The Freedom Convoy began as a now-shuttered GoFundMe page pitching a national movement to end vaccine mandates. That the movement began as both a symbolic and financial pitch is significant. Guided by Rosand Gill’s (2010) argument that today “life is a pitch,” we find that the practice of making financial proposals has extended to all facets of life, including politics. A pitch is a rhetorical and financial act of articulating value. An attention to the pitch as a communicative art studies the craft of soliciting micro-investments, with both affective and financial stakes (Elmer & Ward-Kimola forthcoming; McKelvey, 2018)
Following Cook’s (2001) interest in the arts of deception, we look at the pitch as an art of speculation that involves an interaction with its audience too, its mark. We draw inspiration here from Erving Goffman’s (1952) interest in cooling the mark off, and more recently from Robert Gehl and Sean Lawson’s (2022) attention to the arts of bullshitting in their study of mass personal communication. Their work attends to the craft of the con and the salience of bullshit. The pitch, to be clear, is not fantasy. Studies of disinformation stress that conspiracies contain elements of truth (Krafft & Donovan, 2020). The pitch is as much about an act of identity-construction, as we’ll discuss, identification when buying-in (Charland, 1987).
While the pitch stresses the expressive or dietic function of communication, the next moment of the speculative arts attends to the materialization of the pitch, what we call the playbook. This second concept emphasizes both play, as communicative habits and participatory affordances, and a book, as a material object with encoded properties. Studies of politics note the modularity of campaign tactics (Anderson, 1991; Beissinger, 2007) so that pitches have to rely on established tactics of materialization. In Canada, we note that quitting your journalism job and then blaming ‘woke culture’ is a common way to reinforce one’s Substack pitch and to give some material body to the common alt-right and far-right conspiracy that leftists are controlling everything. This playbook, for its part, seems imported from the United States (Hagi, 2022).
The playbook is already an emerging concept in disinformation studies. Joan Donovan has led the Media Manipulation Casebook that documents disinformation campaigns and helpfully tags common tactics like memes or typosquatting. These tactics demonstrate how playbooks are modular: independent of individual campaigns, but reusable. Another tactic is search engine manipulation, a tactic Franscesa Tripodi calls The Propagandist’s Playbook. Tripodi reviews conservative political tactics involved with “deliberate, systematic information campaigns that leverage the power of multiple forms of mass media” (2022, p. 18). Finally, clickbait is another tactical part of a playbook of new partisan or alternative news sites (McKelvey, 2019: Munger, 2019). Adding to this list, we view the “warrant” as one kind of fraudulent or speculative document that is part of the Convoy’s own playbook, along with its GoFundMe page and reliance on memes.
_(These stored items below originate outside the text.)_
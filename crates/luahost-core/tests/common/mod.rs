//! Shared fixtures for luahost-core integration tests.

#![allow(dead_code)]

use filedescriptor::{AsRawSocketDescriptor, FileDescriptor, Pipe, SocketDescriptor};
use luahost_core::assets::DirAssetSource;
use luahost_core::host::{HostEnv, InputEventHandle, InputQueue, MethodId, ObjectRef, ResourceProvider};
use luahost_core::registry::HostContextRegistry;
use luahost_core::{Config, EngineContext, Launch};
use std::cell::RefCell;
use std::collections::{HashMap, HashSet, VecDeque};
use std::io::{Read, Write};
use std::path::Path;
use std::rc::Rc;
use std::sync::Arc;
use std::sync::atomic::{AtomicUsize, Ordering};

pub const ACTIVITY: ObjectRef = ObjectRef(0x10);
pub const APPLICATION: ObjectRef = ObjectRef(0x20);
pub const APP_CONTEXT: ObjectRef = ObjectRef(0x30);
pub const ASSET_MANAGER: ObjectRef = ObjectRef(0x40);
pub const CLASS_LOADER: ObjectRef = ObjectRef(0x50);
pub const FILES_DIR: ObjectRef = ObjectRef(0x60);
pub const FILES_PATH: ObjectRef = ObjectRef(0x61);
pub const PROVIDER: ResourceProvider = ResourceProvider(0x70);

pub const FILES_PATH_TEXT: &str = "/data/data/org.example.app/files";

/// Host object graph shaped like an activity runtime.
pub struct FakeHost {
    methods: Vec<(ObjectRef, &'static str, ObjectRef)>,
    classes: HashMap<String, ObjectRef>,
    strings: HashMap<ObjectRef, String>,
    pub provider_lookups: AtomicUsize,
}

impl FakeHost {
    pub fn new() -> Self {
        let methods = vec![
            (ACTIVITY, "getApplication", APPLICATION),
            (ACTIVITY, "getApplicationContext", APP_CONTEXT),
            (ACTIVITY, "getClassLoader", CLASS_LOADER),
            (ACTIVITY, "getFilesDir", FILES_DIR),
            (FILES_DIR, "getPath", FILES_PATH),
            (APP_CONTEXT, "getAssets", ASSET_MANAGER),
        ];
        let mut classes = HashMap::new();
        classes.insert("org.example.Camera".to_string(), ObjectRef(0x80));
        let mut strings = HashMap::new();
        strings.insert(FILES_PATH, FILES_PATH_TEXT.to_string());
        Self {
            methods,
            classes,
            strings,
            provider_lookups: AtomicUsize::new(0),
        }
    }

    pub fn lookups(&self) -> usize {
        self.provider_lookups.load(Ordering::SeqCst)
    }
}

const LOAD_CLASS_ID: MethodId = MethodId(u64::MAX);

impl HostEnv for FakeHost {
    fn find_method(&self, target: ObjectRef, name: &str) -> Option<MethodId> {
        if target == CLASS_LOADER && name == "loadClass" {
            return Some(LOAD_CLASS_ID);
        }
        self.methods
            .iter()
            .position(|(t, m, _)| *t == target && *m == name)
            .map(|index| MethodId(index as u64))
    }

    fn call_object_method(
        &self,
        target: ObjectRef,
        method: MethodId,
        arg: Option<&str>,
    ) -> Option<ObjectRef> {
        if method == LOAD_CLASS_ID {
            return arg.and_then(|name| self.classes.get(name).copied());
        }
        let (owner, _, result) = self.methods.get(method.raw() as usize)?;
        (*owner == target).then_some(*result)
    }

    fn resource_provider_from(&self, object: ObjectRef) -> Option<ResourceProvider> {
        self.provider_lookups.fetch_add(1, Ordering::SeqCst);
        (object == ASSET_MANAGER).then_some(PROVIDER)
    }

    fn object_to_string(&self, object: ObjectRef) -> Option<String> {
        self.strings.get(&object).cloned()
    }
}

/// Input queue backed by a pipe: one byte per pending event.
pub struct FakeQueue {
    read: FileDescriptor,
    write: FileDescriptor,
    pending: VecDeque<InputEventHandle>,
    intercept: HashSet<InputEventHandle>,
    pub finished: Vec<(InputEventHandle, bool)>,
}

impl FakeQueue {
    pub fn new() -> Self {
        let Pipe { mut read, write } = Pipe::new().unwrap();
        read.set_non_blocking(true).unwrap();
        Self {
            read,
            write,
            pending: VecDeque::new(),
            intercept: HashSet::new(),
            finished: Vec::new(),
        }
    }

    pub fn shared() -> (Rc<RefCell<Self>>, Rc<RefCell<dyn InputQueue>>) {
        let queue = Rc::new(RefCell::new(Self::new()));
        let dyn_queue: Rc<RefCell<dyn InputQueue>> = queue.clone();
        (queue, dyn_queue)
    }

    pub fn push(&mut self, event: InputEventHandle) {
        self.pending.push_back(event);
        self.write.write_all(b"e").unwrap();
    }

    /// Make `pre_dispatch` consume `event`.
    pub fn intercept(&mut self, event: InputEventHandle) {
        self.intercept.insert(event);
    }
}

impl InputQueue for FakeQueue {
    fn descriptor(&self) -> SocketDescriptor {
        self.read.as_socket_descriptor()
    }

    fn next_event(&mut self) -> Option<InputEventHandle> {
        let mut byte = [0u8; 1];
        let _ = self.read.read(&mut byte);
        self.pending.pop_front()
    }

    fn pre_dispatch(&mut self, event: InputEventHandle) -> bool {
        self.intercept.contains(&event)
    }

    fn finish_event(&mut self, event: InputEventHandle, handled: bool) {
        self.finished.push((event, handled));
    }
}

/// Asset directory holding `init.lua` with `script` as its contents.
pub fn assets_with_init(script: &str) -> tempfile::TempDir {
    let dir = tempfile::tempdir().unwrap();
    std::fs::write(dir.path().join("init.lua"), script).unwrap();
    dir
}

/// Create an engine against a fresh `FakeHost`.
pub fn start_engine(assets: &Path, config: &Config) -> (EngineContext, Arc<FakeHost>) {
    let host = Arc::new(FakeHost::new());
    let registry = Arc::new(HostContextRegistry::with_runtime(host.clone()));
    let engine = EngineContext::create(Launch::new(
        config,
        registry,
        Arc::new(DirAssetSource::new(assets)),
        ACTIVITY,
    ))
    .unwrap();
    (engine, host)
}

/// Read a global from the engine's interpreter.
pub fn global<T: for<'lua> mlua::FromLua<'lua>>(engine: &EngineContext, name: &str) -> T {
    engine
        .guard()
        .with_lua(|lua| lua.globals().get::<_, T>(name))
        .unwrap()
        .unwrap()
}

/// Lua prelude recording callback names into the global `events` table.
pub const RECORDER: &str = r"
events = {}
local function note(name, ...)
  events[#events + 1] = name
  if record then record(name) end
end
for _, name in ipairs(bridge.events) do
  if name ~= 'onInputEvent' and name ~= 'onSaveInstanceState' then
    bridge.on(name, function(...) note(name, ...) end)
  end
end
";

/// Comma-joined contents of the `events` table.
pub fn recorded(engine: &EngineContext) -> String {
    engine
        .guard()
        .with_lua(|lua| lua.load("return table.concat(events, ',')").eval::<String>())
        .unwrap()
        .unwrap()
}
Where the pitch was tied to the mark, we see the playbook as closely tied to the politics of dispersal and circulation online. Dispersal first means the proliferation of platforms and networks for cultural politics. While digital politics a few years ago largely circulated on and around large social media platforms (YouTube, Twitter, Facebook), today we see the multiplication of platforms and networks (Discord, WhatsApp, Telegram) that offer a variety of informational dynamics, privacy, lack of censure, audience-building capacities, and algorithmic affordances. Here, disinformation is about populating with content, seeking virality, and taking advantage of economies of attention that shape the nature and effectiveness of the playbook. At this level, virality is more about a kind of dark participation than an optimism of sharing (Culp, 2016; Quandt, 2018).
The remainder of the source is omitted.